■ **Task details**
What is needed is the number of lines below that contain the string "stores", with no other text.

■ **Materials provided**
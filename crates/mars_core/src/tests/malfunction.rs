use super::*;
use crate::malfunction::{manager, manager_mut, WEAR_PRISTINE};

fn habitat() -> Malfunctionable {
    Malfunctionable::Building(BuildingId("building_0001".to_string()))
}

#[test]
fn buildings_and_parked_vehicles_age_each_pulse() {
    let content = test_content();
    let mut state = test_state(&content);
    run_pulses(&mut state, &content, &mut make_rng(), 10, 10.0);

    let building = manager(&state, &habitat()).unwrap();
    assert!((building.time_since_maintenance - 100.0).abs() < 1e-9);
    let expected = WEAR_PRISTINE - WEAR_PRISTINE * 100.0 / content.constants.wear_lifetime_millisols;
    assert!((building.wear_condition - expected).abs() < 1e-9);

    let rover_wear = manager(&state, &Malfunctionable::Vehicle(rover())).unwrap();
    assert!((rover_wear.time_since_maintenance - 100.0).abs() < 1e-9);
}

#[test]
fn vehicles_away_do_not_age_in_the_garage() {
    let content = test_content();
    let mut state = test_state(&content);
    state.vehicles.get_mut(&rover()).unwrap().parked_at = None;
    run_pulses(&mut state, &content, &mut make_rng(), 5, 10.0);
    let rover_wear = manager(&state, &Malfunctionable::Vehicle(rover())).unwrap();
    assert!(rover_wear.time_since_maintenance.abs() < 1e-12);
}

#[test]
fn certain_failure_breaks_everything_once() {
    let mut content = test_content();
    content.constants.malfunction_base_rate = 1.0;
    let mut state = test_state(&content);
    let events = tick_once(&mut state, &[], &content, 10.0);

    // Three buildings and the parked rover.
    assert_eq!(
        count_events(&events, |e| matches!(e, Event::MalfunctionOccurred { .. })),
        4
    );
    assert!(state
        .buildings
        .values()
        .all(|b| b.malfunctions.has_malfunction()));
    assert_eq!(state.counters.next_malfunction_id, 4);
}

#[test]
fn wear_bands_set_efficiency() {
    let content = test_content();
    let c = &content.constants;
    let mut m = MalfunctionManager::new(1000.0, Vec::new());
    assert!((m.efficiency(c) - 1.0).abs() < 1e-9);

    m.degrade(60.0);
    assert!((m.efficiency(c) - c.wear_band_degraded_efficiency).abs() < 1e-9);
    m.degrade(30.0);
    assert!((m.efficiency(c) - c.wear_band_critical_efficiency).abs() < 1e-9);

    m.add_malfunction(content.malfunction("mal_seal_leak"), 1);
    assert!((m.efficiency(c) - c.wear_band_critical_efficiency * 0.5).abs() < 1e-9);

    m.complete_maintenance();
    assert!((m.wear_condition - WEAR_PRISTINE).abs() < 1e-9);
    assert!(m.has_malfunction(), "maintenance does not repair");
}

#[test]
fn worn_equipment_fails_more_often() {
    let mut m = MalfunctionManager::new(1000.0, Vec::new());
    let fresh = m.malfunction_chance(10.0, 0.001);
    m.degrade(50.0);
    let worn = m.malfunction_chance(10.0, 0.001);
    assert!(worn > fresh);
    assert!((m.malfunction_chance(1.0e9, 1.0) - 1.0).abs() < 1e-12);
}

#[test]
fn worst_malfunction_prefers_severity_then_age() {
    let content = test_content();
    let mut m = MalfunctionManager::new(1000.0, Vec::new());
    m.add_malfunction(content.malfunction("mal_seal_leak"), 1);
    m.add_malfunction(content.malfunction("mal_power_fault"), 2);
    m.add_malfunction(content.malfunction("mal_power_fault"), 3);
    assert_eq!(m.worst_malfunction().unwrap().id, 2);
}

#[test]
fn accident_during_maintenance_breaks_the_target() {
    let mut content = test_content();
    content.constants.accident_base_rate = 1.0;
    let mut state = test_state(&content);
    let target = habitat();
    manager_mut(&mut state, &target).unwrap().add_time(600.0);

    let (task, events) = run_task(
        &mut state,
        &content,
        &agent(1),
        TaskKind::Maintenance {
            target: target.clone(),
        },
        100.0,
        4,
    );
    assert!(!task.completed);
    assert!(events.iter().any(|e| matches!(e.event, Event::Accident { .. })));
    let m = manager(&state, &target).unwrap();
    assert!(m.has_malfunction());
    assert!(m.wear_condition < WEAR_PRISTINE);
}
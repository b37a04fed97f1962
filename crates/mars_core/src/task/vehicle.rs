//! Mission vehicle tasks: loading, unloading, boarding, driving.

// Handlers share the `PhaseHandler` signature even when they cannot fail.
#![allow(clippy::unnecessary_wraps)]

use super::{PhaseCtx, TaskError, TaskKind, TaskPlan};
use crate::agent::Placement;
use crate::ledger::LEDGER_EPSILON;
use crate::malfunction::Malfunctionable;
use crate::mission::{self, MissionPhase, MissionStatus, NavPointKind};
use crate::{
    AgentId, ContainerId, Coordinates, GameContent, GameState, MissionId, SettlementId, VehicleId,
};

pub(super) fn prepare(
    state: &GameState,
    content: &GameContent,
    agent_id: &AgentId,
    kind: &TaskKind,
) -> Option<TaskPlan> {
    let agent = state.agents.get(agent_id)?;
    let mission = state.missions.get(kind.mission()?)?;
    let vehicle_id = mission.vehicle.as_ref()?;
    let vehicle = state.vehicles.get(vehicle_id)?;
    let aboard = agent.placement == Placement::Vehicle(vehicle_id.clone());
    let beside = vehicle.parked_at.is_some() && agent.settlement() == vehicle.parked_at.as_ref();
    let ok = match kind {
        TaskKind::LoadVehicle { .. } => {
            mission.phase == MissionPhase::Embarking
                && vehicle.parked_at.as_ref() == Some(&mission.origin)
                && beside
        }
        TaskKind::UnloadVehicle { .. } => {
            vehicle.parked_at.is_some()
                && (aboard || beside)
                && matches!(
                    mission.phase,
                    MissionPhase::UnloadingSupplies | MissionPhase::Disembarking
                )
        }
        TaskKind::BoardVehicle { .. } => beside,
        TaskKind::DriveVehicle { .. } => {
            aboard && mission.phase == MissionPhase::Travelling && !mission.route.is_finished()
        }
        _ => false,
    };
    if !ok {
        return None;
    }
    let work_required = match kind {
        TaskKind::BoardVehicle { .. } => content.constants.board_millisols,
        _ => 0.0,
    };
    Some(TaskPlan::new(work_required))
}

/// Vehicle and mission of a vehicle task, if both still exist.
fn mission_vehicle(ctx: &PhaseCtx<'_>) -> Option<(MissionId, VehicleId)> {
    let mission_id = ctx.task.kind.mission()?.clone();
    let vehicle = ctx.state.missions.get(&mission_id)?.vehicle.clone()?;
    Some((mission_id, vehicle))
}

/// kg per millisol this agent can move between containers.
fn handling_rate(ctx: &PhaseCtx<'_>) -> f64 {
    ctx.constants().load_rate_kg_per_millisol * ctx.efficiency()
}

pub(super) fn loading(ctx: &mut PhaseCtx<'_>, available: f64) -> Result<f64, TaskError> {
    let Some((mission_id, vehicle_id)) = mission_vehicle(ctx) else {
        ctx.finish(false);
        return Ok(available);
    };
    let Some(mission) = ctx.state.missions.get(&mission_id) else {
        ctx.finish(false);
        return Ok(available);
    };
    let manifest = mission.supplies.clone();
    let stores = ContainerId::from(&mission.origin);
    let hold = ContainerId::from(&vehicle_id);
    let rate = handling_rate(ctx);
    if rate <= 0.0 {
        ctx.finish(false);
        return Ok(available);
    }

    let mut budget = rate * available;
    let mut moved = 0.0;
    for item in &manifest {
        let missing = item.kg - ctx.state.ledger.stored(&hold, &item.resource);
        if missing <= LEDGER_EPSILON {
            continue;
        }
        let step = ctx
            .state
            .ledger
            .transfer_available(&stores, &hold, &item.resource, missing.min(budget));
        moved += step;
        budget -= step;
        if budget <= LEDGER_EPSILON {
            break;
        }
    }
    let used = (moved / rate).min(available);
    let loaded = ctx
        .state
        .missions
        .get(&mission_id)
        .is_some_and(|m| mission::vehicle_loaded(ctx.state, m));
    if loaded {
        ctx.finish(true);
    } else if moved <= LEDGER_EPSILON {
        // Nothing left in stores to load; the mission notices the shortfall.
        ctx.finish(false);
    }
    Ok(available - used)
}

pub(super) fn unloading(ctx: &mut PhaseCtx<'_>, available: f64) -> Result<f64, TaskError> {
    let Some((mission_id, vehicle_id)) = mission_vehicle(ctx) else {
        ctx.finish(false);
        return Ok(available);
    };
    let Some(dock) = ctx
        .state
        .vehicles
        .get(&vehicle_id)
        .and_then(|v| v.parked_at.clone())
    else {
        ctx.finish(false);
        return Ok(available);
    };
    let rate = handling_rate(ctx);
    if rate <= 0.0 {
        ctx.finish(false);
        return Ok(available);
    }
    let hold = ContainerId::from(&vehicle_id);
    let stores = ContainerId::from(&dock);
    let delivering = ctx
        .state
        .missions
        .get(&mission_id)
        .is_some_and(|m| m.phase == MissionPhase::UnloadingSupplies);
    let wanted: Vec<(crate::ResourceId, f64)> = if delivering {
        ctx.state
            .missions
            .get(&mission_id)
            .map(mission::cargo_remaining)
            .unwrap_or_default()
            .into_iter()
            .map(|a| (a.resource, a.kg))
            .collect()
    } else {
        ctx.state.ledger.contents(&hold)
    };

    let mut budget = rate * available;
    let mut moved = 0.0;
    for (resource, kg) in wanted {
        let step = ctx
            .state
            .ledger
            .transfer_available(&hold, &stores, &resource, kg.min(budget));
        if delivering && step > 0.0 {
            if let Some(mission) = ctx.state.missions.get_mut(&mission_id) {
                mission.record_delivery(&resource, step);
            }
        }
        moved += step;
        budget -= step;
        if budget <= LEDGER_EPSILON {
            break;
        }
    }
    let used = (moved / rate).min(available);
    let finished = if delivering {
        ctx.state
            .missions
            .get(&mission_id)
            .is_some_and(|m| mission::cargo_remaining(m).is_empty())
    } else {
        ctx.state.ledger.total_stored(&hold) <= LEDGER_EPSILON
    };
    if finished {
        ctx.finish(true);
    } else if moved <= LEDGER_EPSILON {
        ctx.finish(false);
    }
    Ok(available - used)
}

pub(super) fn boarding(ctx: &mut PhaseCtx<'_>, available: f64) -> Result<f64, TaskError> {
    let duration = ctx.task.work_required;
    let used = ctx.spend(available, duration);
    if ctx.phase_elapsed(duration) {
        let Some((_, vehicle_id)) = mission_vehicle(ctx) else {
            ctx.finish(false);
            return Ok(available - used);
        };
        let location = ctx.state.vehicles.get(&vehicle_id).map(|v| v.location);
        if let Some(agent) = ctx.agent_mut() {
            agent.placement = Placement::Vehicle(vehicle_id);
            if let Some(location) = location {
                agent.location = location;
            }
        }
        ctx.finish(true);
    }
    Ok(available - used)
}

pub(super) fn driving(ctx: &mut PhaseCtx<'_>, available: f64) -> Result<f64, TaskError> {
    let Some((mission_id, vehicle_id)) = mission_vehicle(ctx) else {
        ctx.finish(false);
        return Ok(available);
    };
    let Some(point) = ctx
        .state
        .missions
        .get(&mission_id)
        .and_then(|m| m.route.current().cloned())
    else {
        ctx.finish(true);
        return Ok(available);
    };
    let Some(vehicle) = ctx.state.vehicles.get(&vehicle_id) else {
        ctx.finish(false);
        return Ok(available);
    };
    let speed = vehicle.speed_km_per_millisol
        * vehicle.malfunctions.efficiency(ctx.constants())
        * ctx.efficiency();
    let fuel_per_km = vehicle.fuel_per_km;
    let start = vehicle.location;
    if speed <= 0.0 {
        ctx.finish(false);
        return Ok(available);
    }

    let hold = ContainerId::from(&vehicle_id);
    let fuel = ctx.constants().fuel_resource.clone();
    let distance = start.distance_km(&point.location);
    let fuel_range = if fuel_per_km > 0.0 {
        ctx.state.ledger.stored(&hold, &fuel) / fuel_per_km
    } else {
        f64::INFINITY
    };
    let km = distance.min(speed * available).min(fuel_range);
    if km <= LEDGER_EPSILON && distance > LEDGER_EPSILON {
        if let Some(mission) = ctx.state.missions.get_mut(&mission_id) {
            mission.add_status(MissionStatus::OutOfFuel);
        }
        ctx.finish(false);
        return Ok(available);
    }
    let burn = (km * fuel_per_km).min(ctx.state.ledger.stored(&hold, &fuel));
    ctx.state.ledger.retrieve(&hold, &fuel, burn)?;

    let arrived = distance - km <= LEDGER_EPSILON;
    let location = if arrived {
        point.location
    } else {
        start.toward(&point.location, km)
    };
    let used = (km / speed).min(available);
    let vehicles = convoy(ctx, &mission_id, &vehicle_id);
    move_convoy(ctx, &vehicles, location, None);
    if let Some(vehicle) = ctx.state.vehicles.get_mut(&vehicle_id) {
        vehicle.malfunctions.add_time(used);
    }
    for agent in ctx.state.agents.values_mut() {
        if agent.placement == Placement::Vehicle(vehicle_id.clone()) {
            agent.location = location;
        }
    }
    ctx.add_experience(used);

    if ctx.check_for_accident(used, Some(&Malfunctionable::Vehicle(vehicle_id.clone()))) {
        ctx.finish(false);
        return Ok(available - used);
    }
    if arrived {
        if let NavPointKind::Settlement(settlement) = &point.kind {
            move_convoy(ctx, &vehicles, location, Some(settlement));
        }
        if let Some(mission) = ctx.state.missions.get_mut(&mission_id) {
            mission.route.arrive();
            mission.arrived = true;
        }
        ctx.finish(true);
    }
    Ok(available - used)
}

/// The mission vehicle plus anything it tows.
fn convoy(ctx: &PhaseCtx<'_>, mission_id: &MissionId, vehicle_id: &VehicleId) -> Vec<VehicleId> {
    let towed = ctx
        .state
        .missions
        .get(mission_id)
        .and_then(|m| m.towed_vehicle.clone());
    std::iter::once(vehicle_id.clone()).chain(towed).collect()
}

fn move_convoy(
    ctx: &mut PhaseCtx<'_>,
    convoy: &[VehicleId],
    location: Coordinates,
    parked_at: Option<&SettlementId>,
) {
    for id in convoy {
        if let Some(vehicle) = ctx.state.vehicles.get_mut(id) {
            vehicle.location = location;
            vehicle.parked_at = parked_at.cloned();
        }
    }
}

■ **Solution for this problem**
5